Task item
From the records below, report the number of lines that contain "http", and add nothing.

(Items from a dataset)
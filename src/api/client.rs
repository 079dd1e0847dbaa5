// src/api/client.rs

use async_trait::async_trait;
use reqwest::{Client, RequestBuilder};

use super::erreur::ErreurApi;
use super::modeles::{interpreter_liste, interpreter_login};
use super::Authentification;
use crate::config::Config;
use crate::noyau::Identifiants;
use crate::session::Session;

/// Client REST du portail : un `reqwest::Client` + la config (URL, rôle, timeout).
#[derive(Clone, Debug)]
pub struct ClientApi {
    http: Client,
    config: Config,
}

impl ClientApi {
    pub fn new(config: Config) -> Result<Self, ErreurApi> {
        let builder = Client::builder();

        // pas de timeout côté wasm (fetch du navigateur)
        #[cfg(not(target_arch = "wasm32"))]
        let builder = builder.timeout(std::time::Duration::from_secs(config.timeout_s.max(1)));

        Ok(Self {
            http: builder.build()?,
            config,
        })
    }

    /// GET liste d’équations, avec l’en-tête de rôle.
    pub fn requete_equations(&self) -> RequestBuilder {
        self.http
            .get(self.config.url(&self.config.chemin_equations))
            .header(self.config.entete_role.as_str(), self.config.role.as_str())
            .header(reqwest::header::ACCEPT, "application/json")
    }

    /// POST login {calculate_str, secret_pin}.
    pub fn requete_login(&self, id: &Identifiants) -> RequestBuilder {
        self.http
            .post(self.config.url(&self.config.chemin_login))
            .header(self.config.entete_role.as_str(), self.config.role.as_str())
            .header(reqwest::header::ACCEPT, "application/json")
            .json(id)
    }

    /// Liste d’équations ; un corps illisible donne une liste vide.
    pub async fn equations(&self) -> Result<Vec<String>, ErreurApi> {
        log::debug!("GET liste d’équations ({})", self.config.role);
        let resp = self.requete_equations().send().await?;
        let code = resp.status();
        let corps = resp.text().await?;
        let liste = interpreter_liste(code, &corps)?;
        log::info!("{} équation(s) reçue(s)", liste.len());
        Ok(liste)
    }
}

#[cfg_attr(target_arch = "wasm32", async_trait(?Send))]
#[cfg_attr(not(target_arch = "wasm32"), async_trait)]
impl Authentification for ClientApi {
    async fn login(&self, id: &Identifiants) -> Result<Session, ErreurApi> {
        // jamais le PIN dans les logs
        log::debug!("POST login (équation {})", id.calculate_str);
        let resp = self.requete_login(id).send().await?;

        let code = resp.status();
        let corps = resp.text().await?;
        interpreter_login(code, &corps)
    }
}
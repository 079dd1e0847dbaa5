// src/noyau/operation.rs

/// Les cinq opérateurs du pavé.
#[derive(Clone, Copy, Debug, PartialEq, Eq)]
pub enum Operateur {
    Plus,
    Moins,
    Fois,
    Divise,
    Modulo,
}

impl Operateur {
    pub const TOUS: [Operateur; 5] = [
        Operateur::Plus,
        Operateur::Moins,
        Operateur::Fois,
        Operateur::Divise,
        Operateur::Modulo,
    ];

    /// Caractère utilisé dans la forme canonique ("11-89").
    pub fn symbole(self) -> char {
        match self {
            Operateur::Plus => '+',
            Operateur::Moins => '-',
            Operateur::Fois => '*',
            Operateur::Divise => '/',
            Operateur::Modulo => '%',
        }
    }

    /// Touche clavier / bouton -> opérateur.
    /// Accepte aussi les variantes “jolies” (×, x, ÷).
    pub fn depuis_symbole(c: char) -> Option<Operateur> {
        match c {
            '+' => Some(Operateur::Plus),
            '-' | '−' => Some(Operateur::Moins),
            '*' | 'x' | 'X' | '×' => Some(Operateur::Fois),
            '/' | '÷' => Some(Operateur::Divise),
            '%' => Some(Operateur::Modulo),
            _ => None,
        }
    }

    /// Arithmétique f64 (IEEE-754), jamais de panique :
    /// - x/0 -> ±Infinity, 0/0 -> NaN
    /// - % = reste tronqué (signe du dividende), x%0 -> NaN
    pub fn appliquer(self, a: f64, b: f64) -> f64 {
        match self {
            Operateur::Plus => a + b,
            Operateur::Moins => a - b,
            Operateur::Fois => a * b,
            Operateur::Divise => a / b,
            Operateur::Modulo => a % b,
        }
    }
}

Written solution
4